§ **EXERCISE GOAL**: Write out again, please, the records below from the first line to the line holding "use super::unit::UnitId;", inclusive, and nothing else.

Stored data
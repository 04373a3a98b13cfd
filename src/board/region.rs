//! Regions and the board graph.
//!
//! A `Region` carries its static topology (kind, supply-center flag,
//! neighbors, sub-coasts) together with its per-turn occupancy and
//! ownership. The `Board` wrapper owns the region table, answers the
//! adjacency queries the validator and resolvers need, and checks the
//! topology invariants once at load time.

use std::collections::{BTreeMap, BTreeSet};

use serde::{Deserialize, Serialize};
use thiserror::Error;

use super::unit::UnitId;

/// The terrain class of a region.
#[derive(Debug, Clone, Copy, PartialEq, Eq, Hash, Serialize, Deserialize)]
#[serde(rename_all = "lowercase")]
pub enum RegionKind {
    /// Landlocked; armies only.
    Land,
    /// Touches the sea; armies and navies.
    Coast,
    /// Open water; navies only.
    Sea,
}

/// A named region of the map with its current occupancy and ownership.
#[derive(Debug, Clone, PartialEq, Serialize, Deserialize)]
pub struct Region {
    pub name: String,
    pub kind: RegionKind,
    #[serde(rename = "supplyCenter")]
    pub supply_center: bool,
    pub neighbors: BTreeSet<String>,
    /// Coast name to the neighbor regions reachable from that coast.
    /// Empty for regions without split coastlines.
    #[serde(rename = "subCoasts", default, skip_serializing_if = "BTreeMap::is_empty")]
    pub sub_coasts: BTreeMap<String, BTreeSet<String>>,
    /// The non-dislodged unit currently in the region, if any.
    #[serde(default, skip_serializing_if = "Option::is_none")]
    pub occupant: Option<UnitId>,
    /// The power name owning the region, if any. Only meaningful for
    /// supply centers; persists after the occupying unit leaves.
    #[serde(default, skip_serializing_if = "Option::is_none")]
    pub owner: Option<String>,
}

impl Region {
    /// Returns true if the region has named sub-coasts.
    pub fn has_coasts(&self) -> bool {
        !self.sub_coasts.is_empty()
    }
}

/// Errors raised while loading map data.
#[derive(Debug, Error, PartialEq, Eq)]
pub enum MapError {
    #[error("duplicate region '{0}'")]
    DuplicateRegion(String),

    #[error("region '{region}' names unknown neighbor '{neighbor}'")]
    UnknownNeighbor { region: String, neighbor: String },

    #[error("one-sided edge: '{from}' lists '{to}' but not the reverse")]
    AsymmetricEdge { from: String, to: String },

    #[error("sea region '{sea}' borders landlocked region '{land}'")]
    SeaBordersInland { sea: String, land: String },

    #[error("coast '{coast}' of '{region}' names '{neighbor}', which is not a neighbor of the region")]
    BadSubCoast {
        region: String,
        coast: String,
        neighbor: String,
    },
}

/// The full region table, keyed by region name.
#[derive(Debug, Clone, PartialEq, Serialize, Deserialize)]
#[serde(transparent)]
pub struct Board {
    regions: BTreeMap<String, Region>,
}

impl Board {
    /// Builds a board from region definitions, validating the topology.
    ///
    /// Adjacency must be symmetric, sea regions may only border sea or
    /// coastal regions, and every sub-coast entry must name a neighbor of
    /// its region. Any violation is reported rather than silently patched.
    pub fn new(regions: Vec<Region>) -> Result<Board, MapError> {
        let mut table = BTreeMap::new();
        for region in regions {
            let name = region.name.clone();
            if table.insert(name.clone(), region).is_some() {
                return Err(MapError::DuplicateRegion(name));
            }
        }
        let board = Board { regions: table };
        board.validate()?;
        Ok(board)
    }

    fn validate(&self) -> Result<(), MapError> {
        for region in self.regions.values() {
            for neighbor in &region.neighbors {
                let other = self.regions.get(neighbor).ok_or_else(|| {
                    MapError::UnknownNeighbor {
                        region: region.name.clone(),
                        neighbor: neighbor.clone(),
                    }
                })?;
                if !other.neighbors.contains(&region.name) {
                    return Err(MapError::AsymmetricEdge {
                        from: region.name.clone(),
                        to: other.name.clone(),
                    });
                }
                if region.kind == RegionKind::Sea && other.kind == RegionKind::Land {
                    return Err(MapError::SeaBordersInland {
                        sea: region.name.clone(),
                        land: other.name.clone(),
                    });
                }
            }
            for (coast, reachable) in &region.sub_coasts {
                for neighbor in reachable {
                    if !region.neighbors.contains(neighbor) {
                        return Err(MapError::BadSubCoast {
                            region: region.name.clone(),
                            coast: coast.clone(),
                            neighbor: neighbor.clone(),
                        });
                    }
                }
            }
        }
        Ok(())
    }

    /// Returns true if the named region exists.
    pub fn contains(&self, name: &str) -> bool {
        self.regions.contains_key(name)
    }

    /// Looks up a region. Unknown names are programmer errors.
    pub fn region(&self, name: &str) -> &Region {
        &self.regions[name]
    }

    pub(crate) fn region_mut(&mut self, name: &str) -> &mut Region {
        self.regions.get_mut(name).expect("region name was validated")
    }

    pub fn kind(&self, name: &str) -> RegionKind {
        self.region(name).kind
    }

    pub fn is_supply(&self, name: &str) -> bool {
        self.region(name).supply_center
    }

    pub fn is_adjacent(&self, from: &str, to: &str) -> bool {
        self.region(from).neighbors.contains(to)
    }

    /// Returns true if `other` is reachable from the named coast of a
    /// split-coast region.
    pub fn is_coast_adjacent(&self, name: &str, coast: &str, other: &str) -> bool {
        self.region(name)
            .sub_coasts
            .get(coast)
            .is_some_and(|reachable| reachable.contains(other))
    }

    pub fn neighbors_of(&self, name: &str) -> &BTreeSet<String> {
        &self.region(name).neighbors
    }

    /// Iterates all regions in name order.
    pub fn regions(&self) -> impl Iterator<Item = &Region> {
        self.regions.values()
    }
}
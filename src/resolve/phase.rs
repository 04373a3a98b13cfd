//! Phase sequencing logic.
//!
//! Drives the {movement, retreat, build} state machine once every player
//! has signalled ready. The movement-parity bit distinguishes the first
//! movement of a year from the second: only the second is followed by a
//! build phase.
//!
//! Phase flow:
//! - Movement -> Retreat (if anything was dislodged)
//! - Movement (first)  -> Movement (second)
//! - Movement (second) -> Build
//! - Retreat -> Movement (second) or Build, per the same parity
//! - Build -> Movement (first)

use crate::board::{GameState, Phase};

use super::build::{apply_builds, refresh_budgets, resolve_builds};
use super::movement::{apply_movement, resolve_movement};
use super::retreat::{apply_retreats, resolve_retreats};

/// Resolves the current phase and advances to the next. The caller has
/// already checked that every player is ready. Ready flags reset and all
/// orders return to `Hold` on the way out.
pub fn advance_phase(state: &mut GameState) {
    let from = state.phase;
    match state.phase {
        Phase::Movement => {
            let outcome = resolve_movement(state);
            apply_movement(state, &outcome);
            state.update_ownership();
            let was_second = state.movement_parity;
            if !outcome.dislodged.is_empty() {
                state.phase = Phase::Retreat;
            } else if was_second {
                state.phase = Phase::Build;
                state.movement_parity = false;
                refresh_budgets(state);
            } else {
                state.phase = Phase::Movement;
                state.movement_parity = true;
            }
        }
        Phase::Retreat => {
            let outcome = resolve_retreats(state);
            apply_retreats(state, &outcome);
            state.update_ownership();
            if state.movement_parity {
                state.phase = Phase::Build;
                state.movement_parity = false;
                refresh_budgets(state);
            } else {
                state.phase = Phase::Movement;
                state.movement_parity = true;
            }
        }
        Phase::Build => {
            let outcome = resolve_builds(state);
            apply_builds(state, &outcome);
            state.phase = Phase::Movement;
            state.movement_parity = false;
        }
    }

    state.reset_orders();
    state.clear_ready();
    tracing::info!(
        from = from.as_str(),
        to = state.phase.as_str(),
        parity = state.movement_parity,
        "phase advanced"
    );
}

#[cfg(test)]
mod tests {
    use super::*;
    use crate::board::{standard, Order, UnitKind};

    const IDS: [&str; 7] = ["0xa1", "0xe1", "0xf1", "0xg1", "0xi1", "0xr1", "0xt1"];
    const AUSTRIA: &str = "0xa1";

    fn state() -> GameState {
        standard::standard_state(IDS)
    }

    #[test]
    fn quiet_year_runs_two_movements_then_build() {
        let mut s = state();
        assert_eq!(s.phase, Phase::Movement);
        assert!(!s.movement_parity);

        advance_phase(&mut s);
        assert_eq!(s.phase, Phase::Movement);
        assert!(s.movement_parity);

        advance_phase(&mut s);
        assert_eq!(s.phase, Phase::Build);
        assert!(!s.movement_parity);

        advance_phase(&mut s);
        assert_eq!(s.phase, Phase::Movement);
        assert!(!s.movement_parity);
    }

    #[test]
    fn dislodgement_inserts_a_retreat_phase() {
        let mut s = state();
        // Second movement of the year.
        s.movement_parity = true;
        let attacker = s.spawn_unit(UnitKind::Army, "Tyrolia", None, AUSTRIA);
        let supporter = s.spawn_unit(UnitKind::Army, "Piedmont", None, AUSTRIA);
        s.units.get_mut(&attacker).unwrap().order = Order::Move {
            to: "Venice".to_string(),
            to_coast: None,
        };
        s.units.get_mut(&supporter).unwrap().order = Order::SupportMove {
            from: "Tyrolia".to_string(),
            to: "Venice".to_string(),
        };

        advance_phase(&mut s);
        assert_eq!(s.phase, Phase::Retreat);
        // Parity survives into the retreat so the build still follows.
        assert!(s.movement_parity);
        assert!(s.unit(14).unwrap().is_dislodged());

        advance_phase(&mut s);
        assert_eq!(s.phase, Phase::Build);
        assert!(!s.movement_parity);
        // No retreat was submitted: the Venetian army is gone.
        assert!(s.unit(14).is_none());
    }

    #[test]
    fn retreat_after_first_movement_returns_to_movement() {
        let mut s = state();
        let attacker = s.spawn_unit(UnitKind::Army, "Tyrolia", None, AUSTRIA);
        let supporter = s.spawn_unit(UnitKind::Army, "Piedmont", None, AUSTRIA);
        s.units.get_mut(&attacker).unwrap().order = Order::Move {
            to: "Venice".to_string(),
            to_coast: None,
        };
        s.units.get_mut(&supporter).unwrap().order = Order::SupportMove {
            from: "Tyrolia".to_string(),
            to: "Venice".to_string(),
        };

        advance_phase(&mut s);
        assert_eq!(s.phase, Phase::Retreat);
        assert!(!s.movement_parity);

        advance_phase(&mut s);
        assert_eq!(s.phase, Phase::Movement);
        assert!(s.movement_parity);
    }

    #[test]
    fn resolution_resets_orders_and_ready_flags() {
        let mut s = state();
        s.units.get_mut(&4).unwrap().order = Order::Move {
            to: "Wales".to_string(),
            to_coast: None,
        };
        for player in s.players.values_mut() {
            player.ready = true;
        }

        advance_phase(&mut s);
        assert!(s.units.values().all(|u| u.order == Order::Hold));
        assert!(s.players.values().all(|p| !p.ready));
    }

    #[test]
    fn ownership_updates_after_movement() {
        let mut s = state();
        let army = s.spawn_unit(UnitKind::Army, "Albania", None, AUSTRIA);
        s.units.get_mut(&army).unwrap().order = Order::Move {
            to: "Greece".to_string(),
            to_coast: None,
        };

        advance_phase(&mut s);
        assert_eq!(s.board.region("Greece").owner.as_deref(), Some("Austria"));
        // The budget only refreshes at the build phase.
        assert_eq!(s.players[AUSTRIA].supply_centers, 3);

        advance_phase(&mut s); // second movement
        advance_phase(&mut s); // build
        assert_eq!(s.players[AUSTRIA].supply_centers, 4);
    }
}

§ **TASK RESPONSE**:
repository 04373a3a98b13cfd
filename src/board/region.rs
//! Regions and the board graph.
//!
//! A `Region` carries its static topology (kind, supply-center flag,
//! neighbors, sub-coasts) together with its per-turn occupancy and
//! ownership. The `Board` wrapper owns the region table, answers the
//! adjacency queries the validator and resolvers need, and checks the
//! topology invariants once at load time.

use std::collections::{BTreeMap, BTreeSet};

use serde::{Deserialize, Serialize};
use thiserror::Error;

use super::unit::UnitId;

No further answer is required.